> _WHAT YOU WILL DO_
Return the lines below that contain "ucrt".

> _SOURCE MATERIAL_
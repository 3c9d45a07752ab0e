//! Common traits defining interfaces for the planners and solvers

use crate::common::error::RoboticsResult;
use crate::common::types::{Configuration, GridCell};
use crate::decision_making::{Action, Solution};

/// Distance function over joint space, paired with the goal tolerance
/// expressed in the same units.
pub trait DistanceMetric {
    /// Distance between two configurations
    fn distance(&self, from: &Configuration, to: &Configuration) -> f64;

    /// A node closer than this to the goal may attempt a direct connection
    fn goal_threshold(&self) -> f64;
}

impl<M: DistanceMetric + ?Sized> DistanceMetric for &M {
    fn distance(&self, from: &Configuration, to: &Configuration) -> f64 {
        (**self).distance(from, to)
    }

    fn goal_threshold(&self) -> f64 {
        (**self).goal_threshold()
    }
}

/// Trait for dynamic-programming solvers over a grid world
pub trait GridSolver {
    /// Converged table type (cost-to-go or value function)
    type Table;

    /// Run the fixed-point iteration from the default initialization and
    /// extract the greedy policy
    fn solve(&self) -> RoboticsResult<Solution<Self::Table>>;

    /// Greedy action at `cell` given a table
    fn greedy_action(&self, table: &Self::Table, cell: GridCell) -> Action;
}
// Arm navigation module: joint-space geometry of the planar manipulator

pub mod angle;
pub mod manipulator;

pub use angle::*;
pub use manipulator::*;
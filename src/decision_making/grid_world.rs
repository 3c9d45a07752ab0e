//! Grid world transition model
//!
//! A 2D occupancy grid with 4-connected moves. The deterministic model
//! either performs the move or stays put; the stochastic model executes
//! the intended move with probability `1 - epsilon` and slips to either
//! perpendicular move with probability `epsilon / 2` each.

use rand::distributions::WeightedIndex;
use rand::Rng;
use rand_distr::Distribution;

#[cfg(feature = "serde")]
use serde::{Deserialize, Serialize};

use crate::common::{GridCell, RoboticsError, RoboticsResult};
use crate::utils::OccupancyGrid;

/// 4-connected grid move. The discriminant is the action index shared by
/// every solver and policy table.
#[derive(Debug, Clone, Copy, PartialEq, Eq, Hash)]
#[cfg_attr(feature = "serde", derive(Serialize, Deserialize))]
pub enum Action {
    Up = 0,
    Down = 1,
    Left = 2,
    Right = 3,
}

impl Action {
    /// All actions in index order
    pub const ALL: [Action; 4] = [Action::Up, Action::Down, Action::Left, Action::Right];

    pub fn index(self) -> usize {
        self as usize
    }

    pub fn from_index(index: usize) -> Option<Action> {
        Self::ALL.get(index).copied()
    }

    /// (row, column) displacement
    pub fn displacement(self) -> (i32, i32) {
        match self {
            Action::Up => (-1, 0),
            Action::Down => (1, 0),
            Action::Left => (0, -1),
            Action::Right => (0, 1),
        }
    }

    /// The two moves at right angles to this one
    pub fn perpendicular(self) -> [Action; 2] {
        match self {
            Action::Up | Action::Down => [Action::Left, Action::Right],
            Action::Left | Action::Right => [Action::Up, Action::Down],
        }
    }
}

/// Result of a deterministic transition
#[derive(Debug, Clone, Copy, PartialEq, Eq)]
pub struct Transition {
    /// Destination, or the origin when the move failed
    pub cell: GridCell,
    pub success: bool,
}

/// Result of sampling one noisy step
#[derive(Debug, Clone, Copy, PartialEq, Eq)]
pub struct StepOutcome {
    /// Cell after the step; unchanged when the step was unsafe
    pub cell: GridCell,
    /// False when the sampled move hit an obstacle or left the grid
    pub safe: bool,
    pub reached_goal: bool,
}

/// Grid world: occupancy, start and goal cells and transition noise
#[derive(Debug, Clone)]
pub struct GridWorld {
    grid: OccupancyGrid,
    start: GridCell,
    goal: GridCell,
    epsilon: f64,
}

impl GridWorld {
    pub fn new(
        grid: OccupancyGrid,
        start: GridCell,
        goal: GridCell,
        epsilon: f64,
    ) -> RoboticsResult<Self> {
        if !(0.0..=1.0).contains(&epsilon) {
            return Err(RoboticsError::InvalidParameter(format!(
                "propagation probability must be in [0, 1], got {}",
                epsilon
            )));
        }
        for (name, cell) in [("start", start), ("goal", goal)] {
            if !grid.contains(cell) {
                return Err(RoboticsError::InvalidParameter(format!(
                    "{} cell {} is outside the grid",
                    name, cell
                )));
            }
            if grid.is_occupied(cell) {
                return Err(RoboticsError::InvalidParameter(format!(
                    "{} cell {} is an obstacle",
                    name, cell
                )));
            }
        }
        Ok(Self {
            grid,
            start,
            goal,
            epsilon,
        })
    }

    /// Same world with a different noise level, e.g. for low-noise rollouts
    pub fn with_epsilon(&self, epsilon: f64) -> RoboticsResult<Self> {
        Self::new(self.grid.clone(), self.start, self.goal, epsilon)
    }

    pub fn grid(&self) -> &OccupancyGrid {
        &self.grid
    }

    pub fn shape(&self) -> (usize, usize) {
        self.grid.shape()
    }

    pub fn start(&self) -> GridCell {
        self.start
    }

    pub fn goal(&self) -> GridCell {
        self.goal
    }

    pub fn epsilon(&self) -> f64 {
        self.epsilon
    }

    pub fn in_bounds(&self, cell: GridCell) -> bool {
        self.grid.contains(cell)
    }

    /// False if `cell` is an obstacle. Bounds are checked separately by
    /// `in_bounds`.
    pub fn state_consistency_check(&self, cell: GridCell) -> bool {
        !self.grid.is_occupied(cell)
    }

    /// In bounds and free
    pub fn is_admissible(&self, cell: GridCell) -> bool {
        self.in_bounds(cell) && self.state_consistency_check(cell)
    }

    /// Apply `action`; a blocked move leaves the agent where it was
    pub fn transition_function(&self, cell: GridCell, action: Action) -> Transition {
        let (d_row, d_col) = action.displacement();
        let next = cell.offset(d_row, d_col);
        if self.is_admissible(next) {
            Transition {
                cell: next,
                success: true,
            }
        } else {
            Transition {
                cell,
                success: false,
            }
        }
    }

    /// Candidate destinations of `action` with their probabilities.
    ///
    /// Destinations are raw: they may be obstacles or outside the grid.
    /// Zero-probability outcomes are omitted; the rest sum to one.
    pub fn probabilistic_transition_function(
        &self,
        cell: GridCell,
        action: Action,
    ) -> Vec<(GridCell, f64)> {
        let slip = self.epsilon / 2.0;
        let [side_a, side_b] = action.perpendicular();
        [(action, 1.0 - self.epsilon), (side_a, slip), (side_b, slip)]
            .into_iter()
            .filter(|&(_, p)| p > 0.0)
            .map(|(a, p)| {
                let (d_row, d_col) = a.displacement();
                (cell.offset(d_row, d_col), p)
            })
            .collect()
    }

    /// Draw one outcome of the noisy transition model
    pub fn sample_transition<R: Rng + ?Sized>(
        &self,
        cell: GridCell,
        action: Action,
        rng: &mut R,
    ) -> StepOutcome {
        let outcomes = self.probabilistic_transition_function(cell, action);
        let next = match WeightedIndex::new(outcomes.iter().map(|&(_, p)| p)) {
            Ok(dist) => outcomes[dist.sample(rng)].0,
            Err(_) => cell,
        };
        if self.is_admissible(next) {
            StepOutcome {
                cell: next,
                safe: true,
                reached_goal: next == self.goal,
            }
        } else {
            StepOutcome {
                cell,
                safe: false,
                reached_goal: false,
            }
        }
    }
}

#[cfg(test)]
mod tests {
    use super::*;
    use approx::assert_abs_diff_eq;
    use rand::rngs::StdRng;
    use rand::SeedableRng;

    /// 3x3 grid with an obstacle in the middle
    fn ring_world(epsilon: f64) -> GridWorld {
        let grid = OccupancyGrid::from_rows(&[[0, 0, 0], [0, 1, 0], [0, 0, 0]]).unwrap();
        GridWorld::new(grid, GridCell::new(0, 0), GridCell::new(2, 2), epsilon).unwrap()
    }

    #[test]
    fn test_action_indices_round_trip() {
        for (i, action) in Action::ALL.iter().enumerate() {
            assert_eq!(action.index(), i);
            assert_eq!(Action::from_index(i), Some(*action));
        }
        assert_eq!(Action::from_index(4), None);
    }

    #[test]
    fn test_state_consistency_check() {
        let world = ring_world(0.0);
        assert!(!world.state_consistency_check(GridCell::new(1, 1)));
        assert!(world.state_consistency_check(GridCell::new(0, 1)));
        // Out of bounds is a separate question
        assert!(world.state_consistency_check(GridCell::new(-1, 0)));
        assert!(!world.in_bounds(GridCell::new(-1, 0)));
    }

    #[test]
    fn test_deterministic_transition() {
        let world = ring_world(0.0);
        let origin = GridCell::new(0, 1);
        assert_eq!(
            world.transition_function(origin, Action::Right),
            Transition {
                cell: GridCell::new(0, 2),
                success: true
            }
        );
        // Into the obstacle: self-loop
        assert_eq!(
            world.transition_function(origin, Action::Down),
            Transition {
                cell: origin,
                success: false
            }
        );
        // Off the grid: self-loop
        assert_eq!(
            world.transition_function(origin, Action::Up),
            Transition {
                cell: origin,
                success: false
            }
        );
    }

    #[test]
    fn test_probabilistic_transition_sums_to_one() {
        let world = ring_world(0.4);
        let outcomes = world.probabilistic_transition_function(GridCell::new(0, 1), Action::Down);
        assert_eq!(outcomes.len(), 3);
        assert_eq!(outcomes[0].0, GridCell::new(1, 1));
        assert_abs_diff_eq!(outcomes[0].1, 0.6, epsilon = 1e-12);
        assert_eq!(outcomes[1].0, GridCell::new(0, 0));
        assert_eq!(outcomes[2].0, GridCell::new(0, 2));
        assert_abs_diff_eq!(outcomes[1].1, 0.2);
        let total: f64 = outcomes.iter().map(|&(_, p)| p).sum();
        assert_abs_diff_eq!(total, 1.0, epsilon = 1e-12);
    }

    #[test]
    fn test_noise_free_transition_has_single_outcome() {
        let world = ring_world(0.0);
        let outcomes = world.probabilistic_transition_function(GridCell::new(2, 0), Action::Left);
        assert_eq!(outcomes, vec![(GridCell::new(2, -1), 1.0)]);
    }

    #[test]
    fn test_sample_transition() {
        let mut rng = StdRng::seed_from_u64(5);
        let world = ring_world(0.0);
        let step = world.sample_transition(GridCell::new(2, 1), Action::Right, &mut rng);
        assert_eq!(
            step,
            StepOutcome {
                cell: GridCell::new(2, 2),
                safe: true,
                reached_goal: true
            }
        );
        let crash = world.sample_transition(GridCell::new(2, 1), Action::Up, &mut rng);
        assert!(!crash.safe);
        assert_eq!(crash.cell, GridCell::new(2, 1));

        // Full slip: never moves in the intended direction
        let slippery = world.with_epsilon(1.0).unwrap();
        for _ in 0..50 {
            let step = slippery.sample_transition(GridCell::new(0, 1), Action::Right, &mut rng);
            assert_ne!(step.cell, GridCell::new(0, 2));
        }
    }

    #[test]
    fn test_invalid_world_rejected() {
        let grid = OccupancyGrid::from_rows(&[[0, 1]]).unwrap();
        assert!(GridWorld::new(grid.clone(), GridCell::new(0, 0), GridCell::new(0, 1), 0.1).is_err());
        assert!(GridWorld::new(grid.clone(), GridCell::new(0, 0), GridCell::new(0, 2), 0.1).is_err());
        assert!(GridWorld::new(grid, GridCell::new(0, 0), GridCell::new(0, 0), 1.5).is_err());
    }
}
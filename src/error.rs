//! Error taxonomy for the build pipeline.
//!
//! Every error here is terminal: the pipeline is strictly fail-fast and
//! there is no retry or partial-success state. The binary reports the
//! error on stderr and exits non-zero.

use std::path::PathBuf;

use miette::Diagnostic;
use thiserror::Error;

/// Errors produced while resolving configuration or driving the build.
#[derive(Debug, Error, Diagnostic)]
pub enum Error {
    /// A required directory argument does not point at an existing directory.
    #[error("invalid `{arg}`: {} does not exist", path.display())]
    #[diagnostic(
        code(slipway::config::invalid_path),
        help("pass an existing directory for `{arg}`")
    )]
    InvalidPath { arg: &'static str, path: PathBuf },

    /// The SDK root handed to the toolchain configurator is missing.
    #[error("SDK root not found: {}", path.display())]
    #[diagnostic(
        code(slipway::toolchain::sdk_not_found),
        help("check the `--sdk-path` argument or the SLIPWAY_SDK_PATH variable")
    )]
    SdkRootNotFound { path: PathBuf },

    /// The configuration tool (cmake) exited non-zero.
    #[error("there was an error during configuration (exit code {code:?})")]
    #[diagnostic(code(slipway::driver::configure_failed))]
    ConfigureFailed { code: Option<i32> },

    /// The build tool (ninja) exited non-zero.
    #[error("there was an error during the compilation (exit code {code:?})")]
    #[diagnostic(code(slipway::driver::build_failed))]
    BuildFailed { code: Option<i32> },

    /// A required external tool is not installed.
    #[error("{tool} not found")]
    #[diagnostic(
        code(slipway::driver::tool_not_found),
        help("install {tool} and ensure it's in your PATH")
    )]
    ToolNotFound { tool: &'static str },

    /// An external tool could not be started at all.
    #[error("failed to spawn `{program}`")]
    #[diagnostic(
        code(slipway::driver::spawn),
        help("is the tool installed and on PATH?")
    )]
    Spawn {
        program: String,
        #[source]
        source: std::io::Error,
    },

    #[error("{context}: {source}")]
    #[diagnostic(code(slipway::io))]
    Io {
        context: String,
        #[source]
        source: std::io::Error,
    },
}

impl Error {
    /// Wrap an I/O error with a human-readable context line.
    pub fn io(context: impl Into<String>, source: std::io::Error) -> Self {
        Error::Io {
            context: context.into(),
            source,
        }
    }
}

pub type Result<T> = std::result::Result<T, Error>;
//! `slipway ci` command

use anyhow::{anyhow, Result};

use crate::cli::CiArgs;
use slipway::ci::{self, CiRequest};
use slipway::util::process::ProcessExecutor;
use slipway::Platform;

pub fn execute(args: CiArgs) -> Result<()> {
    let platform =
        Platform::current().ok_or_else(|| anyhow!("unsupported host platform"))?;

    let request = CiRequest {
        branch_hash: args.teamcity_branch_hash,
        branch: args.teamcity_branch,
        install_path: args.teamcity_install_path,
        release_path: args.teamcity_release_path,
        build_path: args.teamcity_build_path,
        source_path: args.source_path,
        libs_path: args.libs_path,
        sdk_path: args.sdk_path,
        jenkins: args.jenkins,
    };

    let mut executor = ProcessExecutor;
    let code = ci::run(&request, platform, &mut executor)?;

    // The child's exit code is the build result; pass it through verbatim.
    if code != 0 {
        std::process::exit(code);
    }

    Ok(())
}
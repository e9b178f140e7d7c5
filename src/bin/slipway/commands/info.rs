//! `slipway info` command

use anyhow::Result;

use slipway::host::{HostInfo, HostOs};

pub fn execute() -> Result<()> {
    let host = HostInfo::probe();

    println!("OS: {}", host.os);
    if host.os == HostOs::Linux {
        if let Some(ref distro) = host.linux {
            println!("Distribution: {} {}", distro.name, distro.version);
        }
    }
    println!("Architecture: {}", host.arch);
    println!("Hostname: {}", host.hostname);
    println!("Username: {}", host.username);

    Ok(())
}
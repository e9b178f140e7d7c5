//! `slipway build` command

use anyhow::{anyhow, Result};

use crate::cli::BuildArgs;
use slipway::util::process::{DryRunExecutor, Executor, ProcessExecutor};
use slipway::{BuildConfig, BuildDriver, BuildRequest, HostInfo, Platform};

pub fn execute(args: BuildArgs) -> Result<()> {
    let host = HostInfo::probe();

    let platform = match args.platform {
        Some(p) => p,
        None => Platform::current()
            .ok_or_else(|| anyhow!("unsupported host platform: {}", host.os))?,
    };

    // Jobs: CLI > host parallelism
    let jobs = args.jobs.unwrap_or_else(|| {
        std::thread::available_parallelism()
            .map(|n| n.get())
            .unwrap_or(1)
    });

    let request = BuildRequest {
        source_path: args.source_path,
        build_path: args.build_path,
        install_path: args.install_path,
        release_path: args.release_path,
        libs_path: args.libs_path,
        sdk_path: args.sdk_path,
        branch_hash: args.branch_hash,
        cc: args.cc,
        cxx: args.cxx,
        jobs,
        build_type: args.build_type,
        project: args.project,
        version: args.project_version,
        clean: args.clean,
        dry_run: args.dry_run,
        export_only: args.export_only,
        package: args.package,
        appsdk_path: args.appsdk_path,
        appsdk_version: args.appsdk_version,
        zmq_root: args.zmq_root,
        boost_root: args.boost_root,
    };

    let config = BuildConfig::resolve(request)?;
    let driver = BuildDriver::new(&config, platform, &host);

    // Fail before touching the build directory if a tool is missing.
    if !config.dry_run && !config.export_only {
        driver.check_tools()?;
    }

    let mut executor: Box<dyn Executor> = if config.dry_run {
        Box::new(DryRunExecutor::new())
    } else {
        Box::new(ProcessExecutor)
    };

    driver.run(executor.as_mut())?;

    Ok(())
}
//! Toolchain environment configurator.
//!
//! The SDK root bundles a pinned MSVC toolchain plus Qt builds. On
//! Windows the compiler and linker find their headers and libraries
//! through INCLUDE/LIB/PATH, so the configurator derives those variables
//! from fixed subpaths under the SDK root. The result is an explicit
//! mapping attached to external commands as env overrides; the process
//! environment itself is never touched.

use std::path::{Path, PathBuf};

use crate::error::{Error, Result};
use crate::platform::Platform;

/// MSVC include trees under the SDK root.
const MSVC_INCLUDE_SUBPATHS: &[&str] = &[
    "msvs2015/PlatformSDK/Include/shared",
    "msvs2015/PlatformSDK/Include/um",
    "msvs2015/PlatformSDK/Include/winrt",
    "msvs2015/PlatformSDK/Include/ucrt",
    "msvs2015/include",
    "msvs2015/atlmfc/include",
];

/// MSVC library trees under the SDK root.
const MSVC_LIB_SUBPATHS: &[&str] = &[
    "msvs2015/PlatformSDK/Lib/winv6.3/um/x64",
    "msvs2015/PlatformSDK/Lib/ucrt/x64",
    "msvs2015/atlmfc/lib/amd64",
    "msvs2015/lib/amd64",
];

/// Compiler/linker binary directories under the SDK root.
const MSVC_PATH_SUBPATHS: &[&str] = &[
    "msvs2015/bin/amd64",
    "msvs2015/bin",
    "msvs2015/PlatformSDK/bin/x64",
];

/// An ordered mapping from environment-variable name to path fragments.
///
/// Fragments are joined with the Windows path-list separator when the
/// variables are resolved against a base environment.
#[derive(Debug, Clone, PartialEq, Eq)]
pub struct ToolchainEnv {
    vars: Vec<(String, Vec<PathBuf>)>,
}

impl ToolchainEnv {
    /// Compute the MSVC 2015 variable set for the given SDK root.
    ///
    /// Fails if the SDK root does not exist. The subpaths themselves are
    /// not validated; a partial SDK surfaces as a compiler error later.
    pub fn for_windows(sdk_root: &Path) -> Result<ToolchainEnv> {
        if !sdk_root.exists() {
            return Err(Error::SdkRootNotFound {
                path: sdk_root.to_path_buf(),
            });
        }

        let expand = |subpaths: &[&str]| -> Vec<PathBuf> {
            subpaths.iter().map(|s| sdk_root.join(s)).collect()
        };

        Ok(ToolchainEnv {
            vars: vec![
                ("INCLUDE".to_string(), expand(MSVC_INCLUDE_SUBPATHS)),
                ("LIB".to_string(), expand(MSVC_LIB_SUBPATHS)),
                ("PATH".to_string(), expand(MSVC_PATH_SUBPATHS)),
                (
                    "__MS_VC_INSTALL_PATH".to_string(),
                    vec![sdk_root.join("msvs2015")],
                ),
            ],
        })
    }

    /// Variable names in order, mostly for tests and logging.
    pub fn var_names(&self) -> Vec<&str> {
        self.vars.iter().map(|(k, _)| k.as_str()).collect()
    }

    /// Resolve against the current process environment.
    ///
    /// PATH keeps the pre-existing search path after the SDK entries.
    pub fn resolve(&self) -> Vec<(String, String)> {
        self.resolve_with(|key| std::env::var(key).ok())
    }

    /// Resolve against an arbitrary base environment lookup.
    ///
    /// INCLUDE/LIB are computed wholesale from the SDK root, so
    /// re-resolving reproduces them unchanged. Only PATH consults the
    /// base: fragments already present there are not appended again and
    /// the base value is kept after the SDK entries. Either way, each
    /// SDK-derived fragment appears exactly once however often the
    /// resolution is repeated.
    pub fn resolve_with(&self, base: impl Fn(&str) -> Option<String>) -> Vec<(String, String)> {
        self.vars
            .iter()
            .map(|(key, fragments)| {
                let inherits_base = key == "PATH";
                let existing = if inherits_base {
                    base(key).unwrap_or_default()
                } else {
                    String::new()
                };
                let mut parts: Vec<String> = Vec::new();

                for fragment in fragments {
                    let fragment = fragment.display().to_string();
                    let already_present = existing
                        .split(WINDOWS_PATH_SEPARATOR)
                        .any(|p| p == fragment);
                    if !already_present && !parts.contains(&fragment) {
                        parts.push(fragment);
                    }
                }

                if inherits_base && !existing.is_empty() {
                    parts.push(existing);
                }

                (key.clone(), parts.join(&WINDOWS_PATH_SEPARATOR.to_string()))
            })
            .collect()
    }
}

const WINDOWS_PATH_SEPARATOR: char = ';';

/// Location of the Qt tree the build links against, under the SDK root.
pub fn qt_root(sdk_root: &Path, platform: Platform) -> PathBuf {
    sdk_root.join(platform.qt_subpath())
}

> _RESPONSE TO THE TASK_
    "msvs2015/PlatformSDK/Include/ucrt",
    "msvs2015/PlatformSDK/Lib/ucrt/x64",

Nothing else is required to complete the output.